How to find a summer autism program

Lisa Jo Rudy

You finally made it through the school year. Despite all the obstacles, your child did pretty well. You even saw him meet some of his IEP goals. But now summer is looming, and you have no clue what to do with him. Ordinary summer camp looks pretty unlikely - after all, how many camp programs offer “social skills” along with “horseback riding?” Here’s how to get the process underway.

Here's How:

1) Start early. These days, even parents of typical kids start early in their quest for the perfect summer camp at the perfect price. For parents of autistic kids, the start should begin even earlier - sometime around September first!

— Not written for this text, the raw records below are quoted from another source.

//! Blocks and block-related structures (heights, headers, etc.)

mod hash;
mod header;
mod height;
mod serialize;

#[cfg(any(test, feature = "proptest-impl"))]
mod arbitrary;

use std::{fmt, sync::Arc};

pub use hash::Hash;
pub use header::{CompactDifficulty, Header, MerkleRoot};
pub use height::Height;
pub use serialize::MAX_BLOCK_BYTES;

use crate::transaction::Transaction;

/// A block, containing a header and a list of transactions.
#[derive(Clone, Debug, Eq, PartialEq)]
pub struct Block {
    /// The block header, containing block metadata.
    pub header: Header,
    /// The block transactions.
    pub transactions: Vec<Arc<Transaction>>,
}

impl Block {
    /// Compute the hash of this block.
    pub fn hash(&self) -> Hash {
        Hash::from(&self.header)
    }

    /// The height reported by this block's coinbase data, if any.
    ///
    /// Version 1 blocks predate BIP 34 and do not encode a height.
    pub fn coinbase_height(&self) -> Option<Height> {
        if self.header.version < 2 {
            return None;
        }

        self.transactions
            .get(0)
            .and_then(|tx| tx.inputs.get(0))
            .and_then(|input| input.coinbase_height())
    }
}

impl fmt::Display for Block {
    fn fmt(&self, f: &mut fmt::Formatter<'_>) -> fmt::Result {
        let mut fmter = f.debug_struct("Block");
        if let Some(height) = self.coinbase_height() {
            fmter.field("height", &height);
        }

        fmter.field("hash", &self.hash()).finish()
    }
}
//! Transparent value transfer: inputs, outputs, and scripts.

use std::{
    fmt,
    io::{self, Read},
};

use byteorder::{LittleEndian, ReadBytesExt, WriteBytesExt};
use serde::{Deserialize, Serialize};

use crate::block::Height;
use crate::compactint::CompactInt;
use crate::serialization::{BitcoinDeserialize, BitcoinSerialize, SerializationError};
use crate::transaction;

/// An encoding of a script.
#[derive(Clone, Eq, PartialEq, Hash, Serialize, Deserialize)]
#[cfg_attr(
    any(test, feature = "proptest-impl"),
    derive(proptest_derive::Arbitrary)
)]
pub struct Script(pub Vec<u8>);

impl Script {
    pub fn serialized_size(&self) -> usize {
        CompactInt::size(self.0.len()) + self.0.len()
    }
}

impl fmt::Debug for Script {
    fn fmt(&self, f: &mut fmt::Formatter) -> fmt::Result {
        f.debug_tuple("Script")
            .field(&hex::encode(&self.0))
            .finish()
    }
}

impl BitcoinSerialize for Script {
    fn bitcoin_serialize<W: io::Write>(&self, mut writer: W) -> Result<(), io::Error> {
        CompactInt::from(self.0.len()).bitcoin_serialize(&mut writer)?;
        writer.write_all(&self.0[..])?;
        Ok(())
    }
}

impl BitcoinDeserialize for Script {
    fn bitcoin_deserialize<R: io::Read>(mut reader: R) -> Result<Self, SerializationError> {
        let len = CompactInt::bitcoin_deserialize(&mut reader)?.value();
        let mut bytes = Vec::new();
        reader.take(len).read_to_end(&mut bytes)?;
        if bytes.len() as u64 != len {
            return Err(SerializationError::Parse("truncated script"));
        }
        Ok(Script(bytes))
    }
}

/// Arbitrary data inserted by miners into a coinbase transaction.
///
/// Post BIP 34 the first push is the block height.
#[derive(Clone, Debug, Eq, PartialEq, Hash, Serialize, Deserialize)]
#[cfg_attr(
    any(test, feature = "proptest-impl"),
    derive(proptest_derive::Arbitrary)
)]
pub struct CoinbaseData(pub Vec<u8>);

impl CoinbaseData {
    pub fn serialized_size(&self) -> usize {
        CompactInt::size(self.0.len()) + self.0.len()
    }

    /// The block height encoded in the leading push, if there is one.
    pub fn height(&self) -> Option<Height> {
        let push_len = *self.0.get(0)? as usize;
        if push_len == 0 || push_len > 4 || self.0.len() < 1 + push_len {
            return None;
        }

        let mut le_bytes = [0u8; 4];
        le_bytes[..push_len].copy_from_slice(&self.0[1..1 + push_len]);
        Some(Height(u32::from_le_bytes(le_bytes)))
    }
}

/// A reference to a particular transaction output.
#[derive(Copy, Clone, Debug, Eq, PartialEq, Hash, Serialize, Deserialize)]
#[cfg_attr(
    any(test, feature = "proptest-impl"),
    derive(proptest_derive::Arbitrary)
)]
pub struct OutPoint {
    /// The transaction that contains the output being spent.
    pub hash: transaction::Hash,

    /// The index of the output within that transaction; the first output
    /// is 0.
    pub index: u32,
}

impl OutPoint {
    /// The null reference used to mark coinbase inputs on the wire.
    pub fn null() -> OutPoint {
        OutPoint {
            hash: transaction::Hash([0; 32]),
            index: std::u32::MAX,
        }
    }

    pub fn is_null(&self) -> bool {
        self.hash.0 == [0; 32] && self.index == std::u32::MAX
    }
}

impl BitcoinSerialize for OutPoint {
    fn bitcoin_serialize<W: io::Write>(&self, mut writer: W) -> Result<(), io::Error> {
        self.hash.bitcoin_serialize(&mut writer)?;
        writer.write_u32::<LittleEndian>(self.index)
    }
}

impl BitcoinDeserialize for OutPoint {
    fn bitcoin_deserialize<R: io::Read>(mut reader: R) -> Result<Self, SerializationError> {
        Ok(OutPoint {
            hash: transaction::Hash::bitcoin_deserialize(&mut reader)?,
            index: reader.read_u32::<LittleEndian>()?,
        })
    }
}

/// A transaction input.
#[derive(Clone, Debug, Eq, PartialEq, Serialize, Deserialize)]
pub enum Input {
    /// A spend of an output of a previous transaction.
    PrevOut {
        /// The previous output being spent.
        outpoint: OutPoint,
        /// The script that authorizes spending `outpoint`.
        unlock_script: Script,
        /// The sequence number.
        sequence: u32,
    },
    /// New coins created by the block reward.
    Coinbase {
        /// Free data inserted by the miner; encodes the block height after
        /// BIP 34.
        data: CoinbaseData,
        /// The sequence number.
        sequence: u32,
    },
}

impl Input {
    /// The previous output spent by this input, unless it is a coinbase.
    pub fn outpoint(&self) -> Option<OutPoint> {
        match self {
            Input::PrevOut { outpoint, .. } => Some(*outpoint),
            Input::Coinbase { .. } => None,
        }
    }

    /// The BIP 34 height for coinbase inputs that encode one.
    pub fn coinbase_height(&self) -> Option<Height> {
        match self {
            Input::Coinbase { data, .. } => data.height(),
            Input::PrevOut { .. } => None,
        }
    }

    /// The serialized length of this input, in bytes.
    pub fn serialized_size(&self) -> usize {
        match self {
            Input::PrevOut { unlock_script, .. } => 36 + unlock_script.serialized_size() + 4,
            Input::Coinbase { data, .. } => 36 + data.serialized_size() + 4,
        }
    }
}

impl BitcoinSerialize for Input {
    fn bitcoin_serialize<W: io::Write>(&self, mut writer: W) -> Result<(), io::Error> {
        match self {
            Input::PrevOut {
                outpoint,
                unlock_script,
                sequence,
            } => {
                outpoint.bitcoin_serialize(&mut writer)?;
                unlock_script.bitcoin_serialize(&mut writer)?;
                writer.write_u32::<LittleEndian>(*sequence)
            }
            Input::Coinbase { data, sequence } => {
                OutPoint::null().bitcoin_serialize(&mut writer)?;
                CompactInt::from(data.0.len()).bitcoin_serialize(&mut writer)?;
                writer.write_all(&data.0)?;
                writer.write_u32::<LittleEndian>(*sequence)
            }
        }
    }
}

impl BitcoinDeserialize for Input {
    fn bitcoin_deserialize<R: io::Read>(mut reader: R) -> Result<Self, SerializationError> {
        let outpoint = OutPoint::bitcoin_deserialize(&mut reader)?;
        let script = Script::bitcoin_deserialize(&mut reader)?;
        let sequence = reader.read_u32::<LittleEndian>()?;

        if outpoint.is_null() {
            Ok(Input::Coinbase {
                data: CoinbaseData(script.0),
                sequence,
            })
        } else {
            Ok(Input::PrevOut {
                outpoint,
                unlock_script: script,
                sequence,
            })
        }
    }
}

/// A transaction output.
///
/// The coins someone "owns" are a subset of the unspent transaction outputs
/// of the global ledger. Outputs are indivisible and can only be consumed in
/// their entirety.
#[derive(Clone, Debug, Eq, PartialEq, Hash, Serialize, Deserialize)]
#[cfg_attr(
    any(test, feature = "proptest-impl"),
    derive(proptest_derive::Arbitrary)
)]
pub struct Output {
    /// The output value, in the smallest currency unit.
    pub value: u64,

    /// The conditions under which this output can be spent.
    pub lock_script: Script,
}

impl Output {
    pub fn serialized_size(&self) -> usize {
        8 + self.lock_script.serialized_size()
    }
}

impl BitcoinSerialize for Output {
    fn bitcoin_serialize<W: io::Write>(&self, mut writer: W) -> Result<(), io::Error> {
        writer.write_u64::<LittleEndian>(self.value)?;
        self.lock_script.bitcoin_serialize(&mut writer)
    }
}

impl BitcoinDeserialize for Output {
    fn bitcoin_deserialize<R: io::Read>(mut reader: R) -> Result<Self, SerializationError> {
        Ok(Output {
            value: reader.read_u64::<LittleEndian>()?,
            lock_script: Script::bitcoin_deserialize(&mut reader)?,
        })
    }
}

2) Find out what kind of Extended School Year (ESY) program is offered through your school district. ESY is a federally funded option for kids whose skills are likely to regress during extended breaks. If your child does qualify, he may be eligible for a free summer program . Some districts will supply a 1:1 aide so that your child can be included in a typical summer camp. Transportation is included.

3) Look into Variety Club and the YMCA. Both have missions that focus on inclusion, and both work hard to make inclusion work. I was able to work with my local Y to add an autism support "bunk" to the typical daycamp.

4) Surf the Web. Take a look at My Summer Camps , and Kids Camps for listings of special needs options. While some of these camps can be pricey, others are about the same cost as a nice private daycamp in your area.

5) Ask around. Your teacher, principal, or parents of kids in your child’s class may have great ideas.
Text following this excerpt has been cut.